Provided information:
//! Derived projections over a live-channel event log.
//!
//! The channel delivers an append-only log of [`tether_core::events::ChannelEvent`]s.
//! This crate folds that log incrementally into two query-ready views:
//! a roster of dynamically spawned agents and a file tree annotated with
//! recent activity. Each event is consumed exactly once via a cursor, so
//! re-delivering the full log on every tick never double-applies anything.

#![deny(unsafe_code)]

mod projection;
mod roster;
mod tree;

pub use projection::{spawn_activity_sweep, Projection};
pub use roster::AgentRoster;
pub use tree::{FileTree, FileTreeNode, NodeKind};
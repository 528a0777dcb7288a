//! # tether-core
//!
//! Foundation types for the Tether client engine.
//!
//! This crate provides the shared vocabulary that all other Tether crates
//! depend on:
//!
//! - **Branded IDs**: [`ids::SessionId`], [`ids::ConversationId`],
//!   [`ids::AgentId`], [`ids::QuestionId`] as newtypes
//! - **Data model**: [`model::Session`], [`model::Conversation`],
//!   [`model::DynamicAgent`], [`model::FileActivityEvent`]
//! - **Wire events**: [`events::ChannelEvent`] (inbound) and
//!   [`events::OutboundFrame`] (outbound) for the live channel
//! - **Errors**: [`errors::ApiError`] and [`errors::StorageError`] via
//!   `thiserror`
//! - **Settings**: [`settings::TetherSettings`] with file + env loading
//!
//! ## Crate Position
//!
//! Foundation crate. Depended on by all other tether crates.

#![deny(unsafe_code)]

pub mod constants;
pub mod errors;
pub mod events;
pub mod ids;
pub mod logging;
pub mod model;
pub mod settings;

Required action:
Find each line holding the string "with" in the listing above, then copy it.

Answer box:
//! a roster of dynamically spawned agents and a file tree annotated with
//! - **Settings**: [`settings::TetherSettings`] with file + env loading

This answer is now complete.